Friday, June 9, 2023

First baby born in the UK using mitochondrial donation therapy

At least one baby has been born in the UK following mitochondrial donation treatment (MDT), the Health and Fertilisation and Embryology Authority (HFEA) has confirmed.

Few details are known but the Newcastle team pioneering the technique say they have submitted their data to a peer reviewed journal and hope to publish shortly.

MDT offers families with severe inherited mitochondrial illness the possibility of a healthy child. It is a form of IVF that replaces faulty mitochondrial DNA in the patient’s eggs with healthy mitochondrial DNA from a donor egg. Although the phrase “three parent babies” is widely used in the media, most of the baby’s DNA comes from their two parents, with around 0.1% from the donor.

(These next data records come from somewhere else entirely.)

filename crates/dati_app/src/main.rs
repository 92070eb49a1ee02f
mod platform;

fn main() -> anyhow::Result<()> {
    platform::run_app()
}
use crate::model::{Fetched, Reply, StatusPayload};
use crate::state::{RECOGNIZE_POLL_RATE, REFRESH_RATE, SCREENSHOT_SETTLE_DELAY};
use crate::{AppState, Effect, Msg, Response, Timestamp};

/// Pure update function: applies a message to state and returns any effects.
pub fn update(mut state: AppState, msg: Msg) -> (AppState, Vec<Effect>) {
    let effects = match msg {
        Msg::Init => {
            let mut effects = Vec::with_capacity(4);
            if state.start_refresh() {
                effects.push(Effect::StopRefresh);
            }
            effects.push(Effect::FetchStatus {
                seq: state.next_status_seq(),
            });
            effects.push(Effect::LoadHistory);
            effects.push(Effect::StartRefresh {
                period: REFRESH_RATE,
            });
            effects
        }
        Msg::RefreshTick { now } => {
            if !state.refresh_active() {
                return (state, Vec::new());
            }
            state.set_clock(now.display);
            vec![Effect::FetchStatus {
                seq: state.next_status_seq(),
            }]
        }
        Msg::RefreshStopRequested => {
            if state.stop_refresh() {
                vec![Effect::StopRefresh]
            } else {
                Vec::new()
            }
        }
        Msg::StatusRefreshRequested => vec![Effect::FetchStatus {
            seq: state.next_status_seq(),
        }],
        Msg::RecognizePollTick { now } => {
            if !state.is_waiting_for_recognition() {
                return (state, vec![Effect::StopRecognizePoll]);
            }
            if state.count_recognize_poll() {
                vec![Effect::FetchStatus {
                    seq: state.next_status_seq(),
                }]
            } else {
                let max = state.settings().recognize_max_polls.unwrap_or_default();
                state.end_recognize_wait();
                state.hide_loading();
                state.push_status_line(
                    &now,
                    format!("Gave up waiting for a recognition result after {max} polls"),
                );
                vec![Effect::StopRecognizePoll]
            }
        }
        Msg::StartClicked => {
            if !state.controls().start {
                return (state, Vec::new());
            }
            state.show_loading("Starting service...");
            vec![Effect::StartService]
        }
        Msg::StopClicked => {
            if !state.controls().stop {
                return (state, Vec::new());
            }
            state.show_loading("Stopping service...");
            vec![Effect::StopService]
        }
        Msg::ScreenshotClicked => {
            if !state.controls().screenshot {
                return (state, Vec::new());
            }
            state.show_loading("Taking screenshot...");
            vec![Effect::TakeScreenshot]
        }
        Msg::RecognizeClicked => {
            if !state.controls().recognize {
                return (state, Vec::new());
            }
            state.show_loading("Recognizing image...");
            vec![Effect::Recognize]
        }
        Msg::ClearHistoryClicked => {
            if !state.controls().clear_history {
                return (state, Vec::new());
            }
            vec![Effect::ConfirmClearHistory]
        }
        Msg::ClearHistoryConfirmed(confirmed) => {
            if !confirmed || state.loading().is_some() {
                return (state, Vec::new());
            }
            state.show_loading("Clearing history...");
            vec![Effect::ClearHistory]
        }
        Msg::HistorySelected { id } => vec![Effect::LoadHistoryRecord { id }],
        Msg::DeleteHistoryClicked { id } => vec![Effect::DeleteHistoryRecord { id }],
        Msg::DialogClosed => {
            state.close_dialog();
            Vec::new()
        }
        Msg::Response { at, response } => apply_response(&mut state, &at, response),
    };

    (state, effects)
}

fn apply_response(state: &mut AppState, at: &Timestamp, response: Response) -> Vec<Effect> {
    match response {
        Response::Status { seq, result } => {
            if !state.accept_status_seq(seq) {
                return Vec::new();
            }
            match result {
                Ok(payload) => apply_status(state, at, payload),
                Err(error) => {
                    state.push_status_line(at, format!("Failed to fetch status: {error}"));
                    Vec::new()
                }
            }
        }
        Response::Started(result) => {
            if let Some(_ack) = settle(state, at, result, "Failed to start service") {
                state.set_running(true);
                state.push_status_line(at, "Service started");
            }
            state.hide_loading();
            Vec::new()
        }
        Response::Stopped(result) => {
            if let Some(_ack) = settle(state, at, result, "Failed to stop service") {
                state.set_running(false);
                state.push_status_line(at, "Service stopped");
            }
            state.hide_loading();
            Vec::new()
        }
        Response::ScreenshotTaken(result) => {
            let effects = match settle(state, at, result, "Screenshot failed") {
                Some(taken) => {
                    state.push_status_line(at, format!("Screenshot taken: {}", taken.filepath));
                    vec![Effect::ScheduleStatusRefresh {
                        delay: SCREENSHOT_SETTLE_DELAY,
                    }]
                }
                None => Vec::new(),
            };
            state.hide_loading();
            effects
        }
        Response::RecognizeRequested(result) => {
            match settle(state, at, result, "Recognition request failed") {
                Some(_ack) => {
                    // The loader stays up until a status poll reports a result.
                    state.push_status_line(at, "Recognition requested, processing...");
                    state.begin_recognize_wait();
                    vec![Effect::StartRecognizePoll {
                        period: RECOGNIZE_POLL_RATE,
                    }]
                }
                None => {
                    state.hide_loading();
                    Vec::new()
                }
            }
        }
        Response::HistoryLoaded(result) => {
            if let Some(list) = settle(state, at, result, "Failed to load history") {
                state.set_history(list.records);
            }
            Vec::new()
        }
        Response::HistoryCleared(result) => {
            let effects = match settle(state, at, result, "Failed to clear history") {
                Some(_ack) => {
                    state.push_status_line(at, "History cleared");
                    vec![Effect::LoadHistory]
                }
                None => Vec::new(),
            };
            state.hide_loading();
            effects
        }
        Response::HistoryRecordLoaded { id, result } => {
            let context = format!("Failed to load history record {id}");
            if let Some(detail) = settle(state, at, result, &context) {
                if let Some(record) = detail.record {
                    state.open_dialog(record);
                }
            }
            Vec::new()
        }
        Response::HistoryRecordDeleted { id, result } => {
            let context = format!("Failed to delete history record {id}");
            match settle(state, at, result, &context) {
                Some(_ack) => {
                    if state.dialog_record_id() == Some(id.as_str()) {
                        state.close_dialog();
                    }
                    state.push_status_line(at, format!("History record {id} deleted"));
                    vec![Effect::LoadHistory]
                }
                None => Vec::new(),
            }
        }
        Response::ImageLoaded { path, result } => {
            let error = result.as_ref().err().cloned();
            if state.apply_image(&path, result) {
                if let Some(error) = error {
                    state.push_status_line(at, format!("Failed to load screenshot: {error}"));
                }
            }
            Vec::new()
        }
    }
}

fn apply_status(state: &mut AppState, at: &Timestamp, payload: StatusPayload) -> Vec<Effect> {
    let mut effects = Vec::new();

    state.set_running(payload.is_running);
    state.set_server_time(payload.time);

    if let Some(filename) = payload
        .last_screenshot
        .as_deref()
        .filter(|name| !name.is_empty())
    {
        if let Some(path) = state.apply_screenshot(filename, at) {
            effects.push(Effect::LoadImage { path });
        }
    }

    if let Some(result) = payload.last_result {
        state.apply_result(result);
    }

    if !payload.status_messages.is_empty() {
        state.replace_status_messages(payload.status_messages);
    }

    if state.recognition_arrived() {
        state.end_recognize_wait();
        state.hide_loading();
        effects.push(Effect::StopRecognizePoll);
    }

    effects
}

/// Unwraps a successful reply. Transport and application failures become a
/// status line prefixed with `context`.
fn settle<T>(
    state: &mut AppState,
    at: &Timestamp,
    result: Fetched<Reply<T>>,
    context: &str,
) -> Option<T> {
    match result {
        Ok(Reply::Success(body)) => Some(body),
        Ok(Reply::Failure { error }) => {
            let error = error.as_deref().unwrap_or("unknown error");
            state.push_status_line(at, format!("{context}: {error}"));
            None
        }
        Err(error) => {
            state.push_status_line(at, format!("{context}: {error}"));
            None
        }
    }
}
use std::collections::HashSet;
use crate::error::MatchError;
use crate::models::{BasketQuote, CatalogProduct, Ingredient, MatchedProduct};
use crate::services::CatalogSource;
use crate::core::{
    pricing::rank_quotes,
    similarity::similarity,
    synonyms::search_terms,
};

/// A catalog product must score strictly above this to count as a match
pub const ACCEPTANCE_THRESHOLD: f64 = 0.3;

/// Score reported for placeholder products
pub const PLACEHOLDER_SCORE: f64 = 0.1;

pub const PLACEHOLDER_SUFFIX: &str = "(producto genérico)";
pub const PLACEHOLDER_PRICE: &str = "Precio no disponible";
pub const DEFAULT_FALLBACK_IMAGE: &str = "https://placehold.co/200x200?text=Producto";

/// Matches recipe ingredients against supermarket catalogs
///
/// # Pipeline
/// 1. Deduplicate ingredients by trimmed, lowercased name
/// 2. Expand each ingredient into search terms via the synonym table
/// 3. Score every catalog product and keep the best one
/// 4. Fall back to a placeholder product below the acceptance threshold
/// 5. Sort by match score (descending, stable)
#[derive(Debug, Clone)]
pub struct IngredientMatcher<C> {
    catalog: C,
    fallback_image: String,
}

impl<C: CatalogSource> IngredientMatcher<C> {
    pub fn new(catalog: C) -> Self {
        Self {
            catalog,
            fallback_image: DEFAULT_FALLBACK_IMAGE.to_string(),
        }
    }

    pub fn with_fallback_image(mut self, image: impl Into<String>) -> Self {
        self.fallback_image = image.into();
        self
    }

    pub fn catalog(&self) -> &C {
        &self.catalog
    }

    /// Find the best catalog product for every distinct ingredient
    ///
    /// # Arguments
    /// * `supermarket_id` - Key of the catalog to search
    /// * `ingredients` - Shopping list, may contain duplicate names
    ///
    /// # Returns
    /// One MatchedProduct per distinct ingredient, sorted by match score
    pub fn match_ingredients(
        &self,
        supermarket_id: &str,
        ingredients: &[Ingredient],
    ) -> Result<Vec<MatchedProduct>, MatchError> {
        let unique = dedup_ingredients(ingredients)?;

        let products = self.catalog.products(supermarket_id).ok_or_else(|| {
            MatchError::CatalogNotFound(format!("No catalog for supermarket '{}'", supermarket_id))
        })?;

        Ok(self.match_against(supermarket_id.trim(), products, &unique))
    }

    /// Price the shopping list at every supermarket the catalog knows
    ///
    /// Quotes are ranked with the most complete, cheapest basket first.
    pub fn compare_prices(&self, ingredients: &[Ingredient]) -> Result<Vec<BasketQuote>, MatchError> {
        let unique = dedup_ingredients(ingredients)?;

        let mut quotes: Vec<BasketQuote> = self
            .catalog
            .supermarkets()
            .into_iter()
            .filter_map(|id| {
                let products = self.catalog.products(id)?;
                let matched = self.match_against(id, products, &unique);
                Some(BasketQuote::from_products(id, matched))
            })
            .collect();

        if quotes.is_empty() {
            return Err(MatchError::CatalogNotFound("No supermarket catalogs available".to_string()));
        }

        rank_quotes(&mut quotes);
        Ok(quotes)
    }

    fn match_against(
        &self,
        supermarket_id: &str,
        products: &[CatalogProduct],
        ingredients: &[&Ingredient],
    ) -> Vec<MatchedProduct> {
        let mut matched: Vec<MatchedProduct> = ingredients
            .iter()
            .enumerate()
            .map(|(position, ingredient)| {
                match best_product(ingredient, products) {
                    Some((index, score)) if score > ACCEPTANCE_THRESHOLD => {
                        let product = &products[index];
                        MatchedProduct {
                            id: format!("{}-{}", supermarket_id.to_lowercase(), index + 1),
                            name: product.name.clone(),
                            price: product.price.clone(),
                            image: product.image.clone(),
                            original_ingredient: ingredient.name.clone(),
                            match_score: score,
                        }
                    }
                    best => {
                        tracing::debug!(
                            "No catalog product for '{}' in {} (best score {:.2})",
                            ingredient.name,
                            supermarket_id,
                            best.map_or(0.0, |(_, score)| score)
                        );
                        self.placeholder(position, ingredient)
                    }
                }
            })
            .collect();

        // Vec::sort_by is stable, ties keep input order
        matched.sort_by(|a, b| {
            b.match_score
                .partial_cmp(&a.match_score)
                .unwrap_or(std::cmp::Ordering::Equal)
        });

        matched
    }

    fn placeholder(&self, position: usize, ingredient: &Ingredient) -> MatchedProduct {
        MatchedProduct {
            id: format!("generic-{}", position + 1),
            name: format!("{} {}", ingredient.name.trim(), PLACEHOLDER_SUFFIX),
            price: PLACEHOLDER_PRICE.to_string(),
            image: self.fallback_image.clone(),
            original_ingredient: ingredient.name.clone(),
            match_score: PLACEHOLDER_SCORE,
        }
    }
}

/// Keep the first occurrence of every trimmed, lowercased name
fn dedup_ingredients(ingredients: &[Ingredient]) -> Result<Vec<&Ingredient>, MatchError> {
    if ingredients.is_empty() {
        return Err(MatchError::InvalidInput("Ingredient list is empty".to_string()));
    }

    let mut seen = HashSet::with_capacity(ingredients.len());
    let mut unique = Vec::with_capacity(ingredients.len());

    for ingredient in ingredients {
        let key = ingredient.key();
        if key.is_empty() {
            return Err(MatchError::InvalidInput("Ingredient name is blank".to_string()));
        }
        if seen.insert(key) {
            unique.push(ingredient);
        }
    }

    Ok(unique)
}

/// Score one product against an ingredient: best of every search term and
/// the raw ingredient name
///
/// `terms` comes from `search_terms` and is resolved once per ingredient.
#[inline]
pub fn candidate_score(ingredient: &Ingredient, terms: &[&str], product: &CatalogProduct) -> f64 {
    terms
        .iter()
        .map(|term| similarity(term, &product.name))
        .fold(similarity(&ingredient.name, &product.name), f64::max)
}

/// Index and score of the best product, the earliest one on ties
fn best_product(ingredient: &Ingredient, products: &[CatalogProduct]) -> Option<(usize, f64)> {
    let terms = search_terms(&ingredient.name);
    let mut best: Option<(usize, f64)> = None;

    for (index, product) in products.iter().enumerate() {
        let score = candidate_score(ingredient, &terms, product);
        if best.map_or(true, |(_, best_score)| score > best_score) {
            best = Some((index, score));
        }
    }

    best
}

#[cfg(test)]
mod tests {
    use super::*;
    use crate::services::CatalogRegistry;

    fn catalog() -> CatalogRegistry {
        CatalogRegistry::new().with_catalog(
            "carrefour",
            vec![
                CatalogProduct::new("Pechuga de Pollo Fileteada Carrefour 400g", "4,29 €", "pollo.jpg"),
                CatalogProduct::new("huevo", "0,25 €", "huevo.jpg"),
                CatalogProduct::new("Arroz Redondo 1kg", "1,35 €", "arroz.jpg"),
            ],
        )
    }

    #[test]
    fn test_exact_match_scores_one() {
        let matcher = IngredientMatcher::new(catalog());
        let result = matcher
            .match_ingredients("carrefour", &[Ingredient::new("huevo")])
            .unwrap();

        assert_eq!(result.len(), 1);
        assert_eq!(result[0].name, "huevo");
        assert_eq!(result[0].match_score, 1.0);
        assert_eq!(result[0].id, "carrefour-2");
    }

    #[test]
    fn test_synonym_substring_match() {
        let matcher = IngredientMatcher::new(catalog());
        let result = matcher
            .match_ingredients("carrefour", &[Ingredient::new("pollo")])
            .unwrap();

        assert!(result[0].match_score >= 0.9);
        assert_eq!(result[0].price, "4,29 €");
        assert_eq!(result[0].original_ingredient, "pollo");
    }

    #[test]
    fn test_placeholder_below_threshold() {
        let matcher = IngredientMatcher::new(catalog()).with_fallback_image("fallback.png");
        let result = matcher
            .match_ingredients("carrefour", &[Ingredient::new("Azafrán")])
            .unwrap();

        assert_eq!(result[0].id, "generic-1");
        assert_eq!(result[0].name, "Azafrán (producto genérico)");
        assert_eq!(result[0].price, PLACEHOLDER_PRICE);
        assert_eq!(result[0].image, "fallback.png");
        assert_eq!(result[0].match_score, PLACEHOLDER_SCORE);
    }

    #[test]
    fn test_deduplicates_and_sorts() {
        let matcher = IngredientMatcher::new(catalog());
        let ingredients = vec![
            Ingredient::new("Azafrán"),
            Ingredient::new("huevo"),
            Ingredient::new(" HUEVO "),
            Ingredient::new("pollo"),
        ];

        let result = matcher.match_ingredients("carrefour", &ingredients).unwrap();

        assert_eq!(result.len(), 3);
        let names: Vec<&str> = result.iter().map(|p| p.original_ingredient.as_str()).collect();
        assert_eq!(names, vec!["huevo", "pollo", "Azafrán"]);
    }

    #[test]
    fn test_errors() {
        let matcher = IngredientMatcher::new(catalog());

        assert!(matches!(
            matcher.match_ingredients("nonexistent", &[Ingredient::new("huevo")]),
            Err(MatchError::CatalogNotFound(_))
        ));
        assert!(matches!(
            matcher.match_ingredients("carrefour", &[]),
            Err(MatchError::InvalidInput(_))
        ));
        assert!(matches!(
            matcher.match_ingredients("carrefour", &[Ingredient::new("   ")]),
            Err(MatchError::InvalidInput(_))
        ));
    }

    fn single_product_catalog(name: &str) -> CatalogRegistry {
        CatalogRegistry::new().with_catalog("dia", vec![CatalogProduct::new(name, "1,00 €", "p.jpg")])
    }

    #[test]
    fn test_score_at_threshold_gives_placeholder() {
        // 3 of 10 tokens overlap
        let matcher = IngredientMatcher::new(single_product_catalog(
            "aa bb cc x1 x2 x3 x4 x5 x6 x7",
        ));
        let ingredient = Ingredient::new("aa bb cc zz1 zz2 zz3 zz4 zz5 zz6 zz7");
        assert_eq!(similarity(&ingredient.name, "aa bb cc x1 x2 x3 x4 x5 x6 x7"), ACCEPTANCE_THRESHOLD);

        let result = matcher.match_ingredients("dia", &[ingredient]).unwrap();

        assert_eq!(result[0].id, "generic-1");
        assert_eq!(result[0].match_score, PLACEHOLDER_SCORE);
        assert!(result[0].name.ends_with(PLACEHOLDER_SUFFIX));
    }

    #[test]
    fn test_score_just_above_threshold_matches() {
        // 1 of 3 tokens overlap
        let matcher = IngredientMatcher::new(single_product_catalog("aa x1 x2"));
        let result = matcher
            .match_ingredients("dia", &[Ingredient::new("aa zz1 zz2")])
            .unwrap();

        assert_eq!(result[0].id, "dia-1");
        assert!((result[0].match_score - 1.0 / 3.0).abs() < 1e-9);
    }

    #[test]
    fn test_candidate_score_with_resolved_terms() {
        let product = CatalogProduct::new("Pechuga Fileteada 400g", "4,29 €", "p.jpg");
        let ingredient = Ingredient::new("pollo");
        let terms = search_terms(&ingredient.name);

        assert_eq!(candidate_score(&ingredient, &terms, &product), 0.9);
        assert_eq!(candidate_score(&ingredient, &[], &product), 0.0);
    }

    #[test]
    fn test_first_product_wins_ties() {
        let registry = CatalogRegistry::new().with_catalog(
            "dia",
            vec![
                CatalogProduct::new("Leche Entera", "0,90 €", "a.jpg"),
                CatalogProduct::new("Leche Desnatada", "0,80 €", "b.jpg"),
            ],
        );
        let matcher = IngredientMatcher::new(registry);
        let result = matcher.match_ingredients("dia", &[Ingredient::new("leche")]).unwrap();

        assert_eq!(result[0].id, "dia-1");
    }
}
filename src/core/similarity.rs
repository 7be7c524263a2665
/// Score returned when one normalized string contains the other
pub const SUBSTRING_SCORE: f64 = 0.9;

/// Calculate a heuristic similarity (0-1) between two product/ingredient names
///
/// Both sides are trimmed and lowercased before comparison:
/// - equal strings score `1.0`
/// - one containing the other scores `0.9`
/// - otherwise the share of tokens in `a` that overlap some token in `b`,
///   relative to the longer token list
///
/// A blank side never matches anything.
pub fn similarity(a: &str, b: &str) -> f64 {
    let a = a.trim().to_lowercase();
    let b = b.trim().to_lowercase();

    if a.is_empty() || b.is_empty() {
        return 0.0;
    }

    if a == b {
        return 1.0;
    }

    if a.contains(&b) || b.contains(&a) {
        return SUBSTRING_SCORE;
    }

    token_overlap(&a, &b)
}

/// Token overlap ratio for already-normalized strings
#[inline]
fn token_overlap(a: &str, b: &str) -> f64 {
    let tokens_a: Vec<&str> = a.split_whitespace().collect();
    let tokens_b: Vec<&str> = b.split_whitespace().collect();

    let longest = tokens_a.len().max(tokens_b.len());
    if longest == 0 {
        return 0.0;
    }

    let matching = tokens_a
        .iter()
        .filter(|ta| tokens_b.iter().any(|tb| tb.contains(*ta) || ta.contains(tb)))
        .count();

    matching as f64 / longest as f64
}

#[cfg(test)]
mod tests {
    use super::*;

    #[test]
    fn test_exact_match() {
        assert_eq!(similarity("huevo", "huevo"), 1.0);
        assert_eq!(similarity("  Huevo ", "HUEVO"), 1.0);
    }

    #[test]
    fn test_substring_match() {
        assert_eq!(similarity("pollo", "pechuga de pollo fileteada"), SUBSTRING_SCORE);
        assert_eq!(similarity("pechuga de pollo fileteada", "pollo"), SUBSTRING_SCORE);
    }

    #[test]
    fn test_token_overlap() {
        // "tomate" is inside "tomates", "cherry" has no counterpart
        let score = similarity("tomate cherry", "tomates pera");
        assert!((score - 0.5).abs() < f64::EPSILON);
    }

    #[test]
    fn test_divides_by_longer_token_list() {
        // one of two tokens of "aceite girasol" overlaps, four tokens on the right
        let score = similarity("aceite girasol", "aceite de oliva virgen");
        assert!((score - 0.25).abs() < f64::EPSILON);
    }

    #[test]
    fn test_no_overlap() {
        assert_eq!(similarity("lentejas", "yogur natural"), 0.0);
    }

    #[test]
    fn test_blank_input() {
        assert_eq!(similarity("", "arroz"), 0.0);
        assert_eq!(similarity("arroz", "   "), 0.0);
        assert_eq!(similarity("", ""), 0.0);
    }
}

Mitochondrial disease affects around one in 6000 babies. It is not a single disorder but an umbrella term for dozens of disorders in which the mitochondria are not able to produce energy for cells to work properly. These include Alpers disease, Leber’s hereditary optic neuropathy, and Leigh syndrome. These conditions vary in severity, are often life limiting, and currently have no cure.

One licensed UK clinic

In 2015 the UK became the first country in the world to allow MDT within a regulatory environment.1 Two years later the Newcastle Fertility Centre became the first and only …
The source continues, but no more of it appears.